**WHAT THE TASK ASKS**
Write each line again exactly as it is, from the opening line of the records below through the one containing "use std::time::Duration;", and add nothing.

Saved data entries

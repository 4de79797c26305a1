//! Shared test utilities: sample orders, an in-memory WebSocket dialer and
//! an instrumented printer stream.

#![allow(dead_code)]

use std::io;
use std::pin::Pin;
use std::sync::Arc;
use std::sync::atomic::{AtomicUsize, Ordering};
use std::task::{Context, Poll};
use std::time::Duration;

use async_trait::async_trait;
use futures_util::StreamExt;
use kitchenlink::models::{LineItem, Order, OrderType};
use kitchenlink::printer::Connect;
use kitchenlink::stream::Dialer;
use kitchenlink::{KitchenLinkError, Result};
use rust_decimal_macros::dec;
use tokio::io::{AsyncWrite, DuplexStream};
use tokio::sync::{Mutex, mpsc};
use tokio_tungstenite::WebSocketStream;
use tokio_tungstenite::tungstenite::Message;
use tokio_tungstenite::tungstenite::protocol::Role;

/// Server half of an in-memory WebSocket connection.
pub type ServerSocket = WebSocketStream<DuplexStream>;

/// Dine-in order with two items, the second carrying modifiers.
pub fn sample_order() -> Order {
    Order {
        id: "ord-9f1a23de".to_string(),
        order_type: OrderType::DineIn,
        table_id: "table-0007".to_string(),
        items: vec![
            LineItem::new("Pho Bo", 2, dec!(12.50)),
            LineItem::new("Iced Coffee", 1, dec!(4.25)).with_modifiers(["Less sugar", "No ice"]),
        ],
    }
}

/// `order:new` frame carrying [`sample_order`].
pub fn sample_order_frame() -> String {
    serde_json::json!({
        "type": "order:new",
        "data": {
            "id": "ord-9f1a23de",
            "orderType": "dine-in",
            "tableId": "table-0007",
            "items": [
                { "name": "Pho Bo", "quantity": 2, "unitPrice": "12.50" },
                { "name": "Iced Coffee", "quantity": 1, "unitPrice": 4.25,
                  "modifiers": ["Less sugar", "No ice"] }
            ]
        }
    })
    .to_string()
}

/// How [`FakeDialer`] answers a dial.
#[derive(Debug, Clone, Copy)]
pub enum DialMode {
    /// Fail immediately with "connection refused".
    Refuse,
    /// Hand out the client half of a fresh in-memory connection.
    Accept,
    /// Never complete.
    Hang,
}

/// Dialer backed by `tokio::io::duplex`, counting every attempt.
pub struct FakeDialer {
    mode: DialMode,
    attempts: Arc<AtomicUsize>,
    servers: mpsc::UnboundedSender<ServerSocket>,
}

/// Test side of a [`FakeDialer`].
pub struct FakeServer {
    attempts: Arc<AtomicUsize>,
    sockets: Mutex<mpsc::UnboundedReceiver<ServerSocket>>,
}

impl FakeDialer {
    pub fn new(mode: DialMode) -> (Self, FakeServer) {
        let attempts = Arc::new(AtomicUsize::new(0));
        let (tx, rx) = mpsc::unbounded_channel();
        (
            Self {
                mode,
                attempts: Arc::clone(&attempts),
                servers: tx,
            },
            FakeServer {
                attempts,
                sockets: Mutex::new(rx),
            },
        )
    }
}

#[async_trait]
impl Dialer for FakeDialer {
    type Socket = WebSocketStream<DuplexStream>;

    async fn dial(&self, _url: &str) -> Result<Self::Socket> {
        self.attempts.fetch_add(1, Ordering::SeqCst);

        match self.mode {
            DialMode::Refuse => Err(KitchenLinkError::Io(io::Error::from(
                io::ErrorKind::ConnectionRefused,
            ))),
            DialMode::Hang => std::future::pending().await,
            DialMode::Accept => {
                let (client_io, server_io) = tokio::io::duplex(64 * 1024);
                let client = WebSocketStream::from_raw_socket(client_io, Role::Client, None).await;
                let server = WebSocketStream::from_raw_socket(server_io, Role::Server, None).await;
                let _ = self.servers.send(server);
                Ok(client)
            }
        }
    }
}

impl FakeServer {
    /// Number of dials so far.
    pub fn attempts(&self) -> usize {
        self.attempts.load(Ordering::SeqCst)
    }

    /// Waits for the next accepted connection.
    pub async fn accept(&self) -> ServerSocket {
        self.sockets
            .lock()
            .await
            .recv()
            .await
            .expect("dialer dropped")
    }
}

/// Reads the next frame that is not a keep-alive.
pub async fn next_frame(socket: &mut ServerSocket) -> Option<Message> {
    loop {
        match socket.next().await {
            Some(Ok(Message::Ping(_) | Message::Pong(_))) => continue,
            Some(Ok(message)) => return Some(message),
            Some(Err(_)) | None => return None,
        }
    }
}

/// Counts how a printer stream is torn down.
#[derive(Debug, Default)]
pub struct Teardown {
    pub shutdowns: AtomicUsize,
    pub drops: AtomicUsize,
}

/// Write half that records shutdowns and drops of the inner stream.
pub struct CountingStream<S> {
    inner: S,
    teardown: Arc<Teardown>,
}

impl<S> CountingStream<S> {
    pub fn new(inner: S, teardown: Arc<Teardown>) -> Self {
        Self { inner, teardown }
    }
}

impl<S: AsyncWrite + Unpin> AsyncWrite for CountingStream<S> {
    fn poll_write(
        mut self: Pin<&mut Self>,
        cx: &mut Context<'_>,
        buf: &[u8],
    ) -> Poll<io::Result<usize>> {
        Pin::new(&mut self.inner).poll_write(cx, buf)
    }

    fn poll_flush(mut self: Pin<&mut Self>, cx: &mut Context<'_>) -> Poll<io::Result<()>> {
        Pin::new(&mut self.inner).poll_flush(cx)
    }

    fn poll_shutdown(mut self: Pin<&mut Self>, cx: &mut Context<'_>) -> Poll<io::Result<()>> {
        let result = Pin::new(&mut self.inner).poll_shutdown(cx);
        if result.is_ready() {
            self.teardown.shutdowns.fetch_add(1, Ordering::SeqCst);
        }
        result
    }
}

impl<S> Drop for CountingStream<S> {
    fn drop(&mut self) {
        self.teardown.drops.fetch_add(1, Ordering::SeqCst);
    }
}

/// Connector handing out one prepared stream.
pub struct OnceConnector<S> {
    stream: std::sync::Mutex<Option<S>>,
}

impl<S> OnceConnector<S> {
    pub fn new(stream: S) -> Self {
        Self {
            stream: std::sync::Mutex::new(Some(stream)),
        }
    }
}

#[async_trait]
impl<S: AsyncWrite + Send + Unpin + 'static> Connect for OnceConnector<S> {
    type Stream = S;

    async fn connect(&self, _host: &str, _port: u16) -> io::Result<S> {
        self.stream
            .lock()
            .unwrap_or_else(|e| e.into_inner())
            .take()
            .ok_or_else(|| io::Error::from(io::ErrorKind::ConnectionRefused))
    }
}

/// Connector whose connect never completes.
pub struct StalledConnector;

#[async_trait]
impl Connect for StalledConnector {
    type Stream = DuplexStream;

    async fn connect(&self, _host: &str, _port: u16) -> io::Result<DuplexStream> {
        std::future::pending().await
    }
}

/// Short settle delay so tests using real sockets stay fast.
pub const TEST_SETTLE_DELAY: Duration = Duration::from_millis(10);
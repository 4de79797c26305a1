//! Crate-level error types.
//!
//! [`KitchenLinkError`] unifies every error source (configuration, WebSocket,
//! JSON, settings I/O, printing) behind a single enum so callers can match
//! on the variant they care about while still using the `?` operator.

use crate::printer::PrintError;

/// Convenience alias used throughout the crate.
pub type Result<T> = std::result::Result<T, KitchenLinkError>;

/// Top-level error type returned by all public APIs.
#[derive(Debug, thiserror::Error)]
pub enum KitchenLinkError {
    /// Required configuration was missing or invalid.
    #[error("configuration error: {0}")]
    Config(String),

    /// A WebSocket operation (connect, send, receive) failed.
    #[error("websocket error: {0}")]
    WebSocket(#[from] tungstenite::Error),

    /// JSON serialization or deserialization failed.
    #[error("json error: {0}")]
    Json(#[from] serde_json::Error),

    /// Reading or writing the local settings file failed.
    #[error("io error: {0}")]
    Io(#[from] std::io::Error),

    /// A print job could not be delivered.
    #[error("print error: {0}")]
    Print(#[from] PrintError),
}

**COMPLETED EXERCISE**
repository 4de79797c26305a1
//! Shared test utilities: sample orders, an in-memory WebSocket dialer and
//! an instrumented printer stream.

#![allow(dead_code)]

use std::io;
use std::pin::Pin;
use std::sync::Arc;
use std::sync::atomic::{AtomicUsize, Ordering};
use std::task::{Context, Poll};
use std::time::Duration;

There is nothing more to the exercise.